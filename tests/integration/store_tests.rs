//! Store integration tests.
//!
//! Covers pipeline runs against chunked disk stores whose chunks are smaller
//! than a tile, reopening a store written by a previous run, and exporting
//! assembled results.

use std::fs;

use image::Rgb;
use ndarray::{arr1, s, Array3};
use tempfile::TempDir;

use wsi_tiler::error::StoreError;
use wsi_tiler::pipeline::{IdentityProcessor, MeanIntensityProcessor, TilePipeline};
use wsi_tiler::store::{save_array, DiskStore, MemoryStore, OutputStore, StoreWriter};

use super::test_utils::{slide_pixel, test_params, write_mask, SharedSlideSource};

#[test]
fn test_pipeline_into_small_chunks() {
    let dir = TempDir::new().unwrap();
    let mask_path = write_mask(dir.path(), 32, 32, 255);
    // 100x100 chunks never align with 256 tile borders
    let store =
        DiskStore::create(dir.path().join("out.store"), [512, 512, 3], [100, 100]).unwrap();

    let pipeline = TilePipeline::new(
        SharedSlideSource::new(512, 512),
        store,
        IdentityProcessor,
        test_params(256, 16, 4),
    );
    let output = pipeline.run("slide.png", &mask_path).unwrap();
    assert_eq!(output.report.written, 4);

    let reopened = DiskStore::open(dir.path().join("out.store")).unwrap();
    let full = reopened.read_full().unwrap();
    for &(x, y) in &[(0u32, 0u32), (99, 100), (255, 256), (300, 411), (511, 511)] {
        let expected = slide_pixel(x, y);
        for ch in 0..3 {
            assert_eq!(
                full[[y as usize, x as usize, ch]],
                f32::from(expected[ch]),
                "pixel ({}, {}) channel {}",
                x,
                y,
                ch
            );
        }
    }
    assert_eq!(full, output.array);
}

#[test]
fn test_cell_output_into_disk_store() {
    let dir = TempDir::new().unwrap();
    let mask_path = write_mask(dir.path(), 32, 32, 255);
    let store = DiskStore::create(dir.path().join("cells.store"), [2, 2, 3], [1, 1]).unwrap();

    let pipeline = TilePipeline::new(
        SharedSlideSource::new(512, 512),
        store,
        MeanIntensityProcessor,
        test_params(256, 16, 2),
    );
    let output = pipeline.run("slide.png", &mask_path).unwrap();

    assert_eq!(output.array.dim(), (2, 2, 3));
    // Red and green sweep 0..256 inside every tile, blue identifies the tile
    for row in 0..2 {
        for col in 0..2 {
            assert_eq!(output.array[[row, col, 0]], 127.5);
            assert_eq!(output.array[[row, col, 1]], 127.5);
            assert_eq!(output.array[[row, col, 2]], ((col + 2 * row) * 40) as f32);
        }
    }
}

#[test]
fn test_memory_store_writers_share_array() {
    let store = MemoryStore::new([4, 4, 2]);
    let mut first = store.open_writer().unwrap();
    let mut second = store.open_writer().unwrap();

    first
        .write_region(0, 0, Array3::from_elem((2, 4, 2), 1.0).view())
        .unwrap();
    second.write_cell(3, 3, arr1(&[5.0, 6.0]).view()).unwrap();

    let full = store.read_full().unwrap();
    assert!(full.slice(s![..2, .., ..]).iter().all(|&v| v == 1.0));
    assert_eq!(full[[3, 3, 0]], 5.0);
    assert_eq!(full[[3, 3, 1]], 6.0);
    assert_eq!(full[[2, 0, 0]], 0.0);
}

#[test]
fn test_writer_rejects_region_outside_store() {
    let dir = TempDir::new().unwrap();
    let store = DiskStore::create(dir.path(), [8, 8, 1], [4, 4]).unwrap();
    let mut writer = store.open_writer().unwrap();

    assert!(matches!(
        writer.write_region(8, 0, Array3::zeros((2, 2, 1)).view()),
        Err(StoreError::OutOfBounds { row: 8, col: 0, .. })
    ));
    assert!(matches!(
        writer.write_cell(0, 0, arr1(&[1.0, 2.0]).view()),
        Err(StoreError::ChannelMismatch {
            expected: 1,
            actual: 2
        })
    ));
}

#[test]
fn test_open_rejects_foreign_dtype() {
    let dir = TempDir::new().unwrap();
    let root = dir.path().join("out.store");
    DiskStore::create(&root, [4, 4, 1], [4, 4]).unwrap();

    let meta_path = root.join("store.json");
    let meta = fs::read_to_string(&meta_path).unwrap().replace("<f4", "<f8");
    fs::write(&meta_path, meta).unwrap();

    assert!(matches!(
        DiskStore::open(&root),
        Err(StoreError::Metadata { .. })
    ));
}

#[test]
fn test_writer_fails_without_chunk_dir() {
    let dir = TempDir::new().unwrap();
    let root = dir.path().join("out.store");
    let store = DiskStore::create(&root, [4, 4, 1], [4, 4]).unwrap();
    fs::remove_dir_all(root.join("c")).unwrap();

    assert!(matches!(store.open_writer(), Err(StoreError::Io { .. })));
}

#[test]
fn test_export_pipeline_result() {
    let dir = TempDir::new().unwrap();
    let mask_path = write_mask(dir.path(), 32, 32, 255);

    let pipeline = TilePipeline::new(
        SharedSlideSource::new(512, 512),
        MemoryStore::new([512, 512, 3]),
        IdentityProcessor,
        test_params(256, 16, 2),
    );
    let output = pipeline.run("slide.png", &mask_path).unwrap();

    let png_path = dir.path().join("result.png");
    save_array(&png_path, &output.array).unwrap();
    let img = image::open(&png_path).unwrap().to_rgb8();
    assert_eq!(img.dimensions(), (512, 512));
    assert_eq!(img.get_pixel(300, 260), &Rgb(slide_pixel(300, 260)));

    let json_path = dir.path().join("result.json");
    save_array(&json_path, &output.array).unwrap();
    let value: serde_json::Value =
        serde_json::from_str(&fs::read_to_string(&json_path).unwrap()).unwrap();
    assert_eq!(value["shape"], serde_json::json!([512, 512, 3]));
    assert_eq!(value["data"].as_array().unwrap().len(), 512 * 512 * 3);
}

#[test]
fn test_export_rejects_unknown_extension() {
    let dir = TempDir::new().unwrap();
    let array = Array3::<f32>::zeros((2, 2, 1));

    assert!(matches!(
        save_array(dir.path().join("result.bmp"), &array),
        Err(StoreError::UnsupportedExport { .. })
    ));
    assert!(matches!(
        save_array(dir.path().join("result.png"), &Array3::<f32>::zeros((2, 2, 2))),
        Err(StoreError::UnsupportedExport { .. })
    ));
}
//! # WSI Tiler
//!
//! Mask-filtered, parallel tile processing for Whole Slide Images.
//!
//! This library partitions a slide into a grid of fixed-size tiles, keeps the
//! tiles whose coverage mask is above a threshold, processes them on a pool
//! of worker threads and writes every result straight into a chunked output
//! array. Only the tiles in flight are ever held in memory.
//!
//! ## Features
//!
//! - **Grid planning**: padding to whole tiles, capped to the mask coverage
//! - **Mask filtering**: per-tile coverage test on a coarse mask
//! - **Worker pool**: bounded FIFO queue, one end-of-stream marker per worker
//! - **Write-back**: spatial results or per-tile cells into a chunked store
//! - **Finalization**: optional output transform and padding removal
//!
//! ## Architecture
//!
//! The library is organized into several modules:
//!
//! - [`mask`] - Coverage mask loading
//! - [`grid`] - Grid geometry and mask-driven tile selection
//! - [`slide`] - Slide reader abstraction and the raster-backed reader
//! - [`store`] - Chunked output stores and array export
//! - [`pipeline`] - Queue, workers, processors and the pipeline entry point
//! - [`config`] - CLI and configuration types
//!
//! ## Example
//!
//! ```rust,no_run
//! use wsi_tiler::{
//!     mask::load_mask, plan_grid, DiskStore, ImageFileSource, MeanIntensityProcessor,
//!     TilePipeline, TileProcessor, TilingParams,
//! };
//!
//! # fn main() -> Result<(), Box<dyn std::error::Error>> {
//! let params = TilingParams::default().with_workers(4).with_mask_ratio(0.5);
//! let mask = load_mask("slide_mask.png")?;
//!
//! // Size the store from the grid before running
//! let plan = plan_grid(&ImageFileSource, "slide.tiff", &mask, &params)?;
//! let shape = plan.output_shape(MeanIntensityProcessor.output_kind());
//! let store = DiskStore::create("features.store", shape, [512, 512])?;
//!
//! let pipeline = TilePipeline::new(ImageFileSource, store, MeanIntensityProcessor, params);
//! let output = pipeline.run_with_mask("slide.tiff", &mask)?;
//! println!("{} tiles, output {:?}", output.report.written, output.array.shape());
//! # Ok(())
//! # }
//! ```

pub mod config;
pub mod error;
pub mod grid;
pub mod mask;
pub mod pipeline;
pub mod slide;
pub mod store;

// Re-export commonly used types
pub use config::{Cli, Command, GeometryArgs, PlanConfig, ProcessConfig};
pub use error::{
    GeometryError, MaskError, PipelineError, ProcessError, SlideError, StoreError, WorkerError,
};
pub use grid::{padding, GridPlan, GridPlanner, MaskFilter, TileCoordinate};
pub use mask::{load_mask, Mask};
pub use pipeline::{
    plan_grid, CountingObserver, FnProcessor, GrayscaleProcessor, IdentityProcessor,
    MeanIntensityProcessor, NoopObserver, OutputKind, PipelineEvent, PipelineObserver,
    PipelineOutput, PipelineReport, TileOutput, TilePipeline, TileProcessor, TilingParams,
    TracingObserver,
};
pub use slide::{ImageFileSource, ImageSlide, RegionRequest, SlideReader, SlideSource, Tile};
pub use store::{save_array, DiskStore, MemoryStore, OutputStore, StoreWriter};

▶ Work required
Starting from the first line of the records above, retype each line exactly up to and including the one that contains "assert_eq!(output.array.dim(), (2, 2, 3));", and nothing more.

▶ Exercise result
filename tests/integration/store_tests.rs
//! Store integration tests.
//!
//! Covers pipeline runs against chunked disk stores whose chunks are smaller
//! than a tile, reopening a store written by a previous run, and exporting
//! assembled results.

use std::fs;

use image::Rgb;
use ndarray::{arr1, s, Array3};
use tempfile::TempDir;

use wsi_tiler::error::StoreError;
use wsi_tiler::pipeline::{IdentityProcessor, MeanIntensityProcessor, TilePipeline};
use wsi_tiler::store::{save_array, DiskStore, MemoryStore, OutputStore, StoreWriter};

use super::test_utils::{slide_pixel, test_params, write_mask, SharedSlideSource};

#[test]
fn test_pipeline_into_small_chunks() {
    let dir = TempDir::new().unwrap();
    let mask_path = write_mask(dir.path(), 32, 32, 255);
    // 100x100 chunks never align with 256 tile borders
    let store =
        DiskStore::create(dir.path().join("out.store"), [512, 512, 3], [100, 100]).unwrap();

    let pipeline = TilePipeline::new(
        SharedSlideSource::new(512, 512),
        store,
        IdentityProcessor,
        test_params(256, 16, 4),
    );
    let output = pipeline.run("slide.png", &mask_path).unwrap();
    assert_eq!(output.report.written, 4);

    let reopened = DiskStore::open(dir.path().join("out.store")).unwrap();
    let full = reopened.read_full().unwrap();
    for &(x, y) in &[(0u32, 0u32), (99, 100), (255, 256), (300, 411), (511, 511)] {
        let expected = slide_pixel(x, y);
        for ch in 0..3 {
            assert_eq!(
                full[[y as usize, x as usize, ch]],
                f32::from(expected[ch]),
                "pixel ({}, {}) channel {}",
                x,
                y,
                ch
            );
        }
    }
    assert_eq!(full, output.array);
}

#[test]
fn test_cell_output_into_disk_store() {
    let dir = TempDir::new().unwrap();
    let mask_path = write_mask(dir.path(), 32, 32, 255);
    let store = DiskStore::create(dir.path().join("cells.store"), [2, 2, 3], [1, 1]).unwrap();

    let pipeline = TilePipeline::new(
        SharedSlideSource::new(512, 512),
        store,
        MeanIntensityProcessor,
        test_params(256, 16, 2),
    );
    let output = pipeline.run("slide.png", &mask_path).unwrap();

    assert_eq!(output.array.dim(), (2, 2, 3));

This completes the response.